The minister said the government has already set the priorities for action against the tragedy: public health, humanitarian aid, temporary shelter, logistics to provide water and sanitation, and reconstruction. From the Central Directorate of Judicial Police, Larsen stressed the importance of removing roads decomposing bodies to avoid epidemics.


Corpses by doquier.El body lies beside the road linking the capital of Haiti. It a woman leaning back with his left hand on the forehead. ¨ He could have fallen from a truck that was carrying bodies to a mass grave nearby? Apparently nobody cares.
buses whiz by without stopping.


So is death in Haiti. The dead often _víctimas coups, famines and disasters naturales_ not shock the living. Especially now. People cover their noses with their shirts, say a prayer and move on. We must survive.


But now, the demands of death beyond the resources of life in this devastated country. The morgue is running out of space. The government does not have enough trucks to collect the dead. A Red Cross ran out of bags for corpses, but more bodies are covered in sheets, or completely exposed.
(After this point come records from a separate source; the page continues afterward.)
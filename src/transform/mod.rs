// src/transform/mod.rs

use once_cell::sync::Lazy;
use std::collections::HashMap;
use thiserror::Error;

use crate::fetch::FeedbackRow;

/// Star rating for each eBay comment type. Comment types outside this
/// table drop the row; they are never defaulted to a rating.
pub static RATING_MAP: Lazy<HashMap<&'static str, u8>> =
    Lazy::new(|| HashMap::from([("Positive", 5), ("Neutral", 3), ("Negative", 1)]));

/// Column order of the review-import template, also the header row of the
/// exported spreadsheet.
pub const EXPORT_COLUMNS: [&str; 10] = [
    "title",
    "body",
    "rating",
    "review_date",
    "reviewer_name",
    "reviewer_email",
    "product_url",
    "picture_urls",
    "product_id",
    "product_handle",
];

#[derive(Debug, Error, PartialEq, Eq)]
pub enum TransformError {
    #[error("no feedback rows supplied to build_reviews_export")]
    EmptyInput,
    #[error("no seller feedback with comments after filtering")]
    NoMatchingRows,
}

/// One line of the review-import table. No field is ever absent; the empty
/// string stands in for anything unknown.
#[derive(Debug, Clone, PartialEq, Eq)]
pub struct ReviewRow {
    pub title: String,
    pub body: String,
    pub rating: u8,
    pub review_date: String,
    pub reviewer_name: String,
    pub reviewer_email: String,
    pub product_url: String,
    pub picture_urls: String,
    pub product_id: String,
    pub product_handle: String,
}

/// Filter and reshape raw feedback rows into review-import rows.
///
/// Keeps seller feedback that has both a comment and a comment type, maps
/// the comment type through [`RATING_MAP`], and preserves input order.
pub fn build_reviews_export(
    rows: &[FeedbackRow],
    base_url: &str,
) -> Result<Vec<ReviewRow>, TransformError> {
    if rows.is_empty() {
        return Err(TransformError::EmptyInput);
    }

    let base = base_url.trim_end_matches('/');

    let seller_rows: Vec<&FeedbackRow> = rows
        .iter()
        .filter(|r| {
            r.role.as_deref() == Some("Seller")
                && r.comment_text.is_some()
                && r.comment_type.is_some()
        })
        .collect();
    if seller_rows.is_empty() {
        return Err(TransformError::NoMatchingRows);
    }

    let out: Vec<ReviewRow> = seller_rows
        .into_iter()
        .filter_map(|r| {
            let rating = *RATING_MAP.get(r.comment_type.as_deref()?)?;
            Some(ReviewRow {
                title: r.item_title.clone().unwrap_or_default(),
                body: r.comment_text.clone().unwrap_or_default(),
                rating,
                review_date: r
                    .comment_time
                    .map(|t| t.format("%d/%m/%Y").to_string())
                    .unwrap_or_default(),
                reviewer_name: r.commenting_user.clone().unwrap_or_default(),
                reviewer_email: String::new(),
                product_url: if r.item_id.is_empty() {
                    String::new()
                } else {
                    format!("{}/itm/{}", base, r.item_id)
                },
                picture_urls: String::new(),
                product_id: String::new(),
                product_handle: String::new(),
            })
        })
        .collect();

    if out.is_empty() {
        return Err(TransformError::NoMatchingRows);
    }
    Ok(out)
}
Haitian President Rene Preval said this week 7,000 of the 45,000 or 50,000 earthquake victims were buried in mass graves in recent days. Other mourners try to bury their loved ones on their own. Giant Pit


At one site, the dead are in a big pile, mixed with red soil and debris.
In another, the bloated bodies are giant pits. A tractor expected close but no driver. Four of the pits are still open, waiting for the new bodies that will surely come.


Given the chaos in Haiti these days, the final resting place for hundreds, perhaps thousands of people is a quiet oasis, and even beautiful. It lies between a calm blue bay and a range of hills.
The only indication that the frenetic city of Port is nearby is a persistent brown haze, the pollution of the city, which remains on the bay.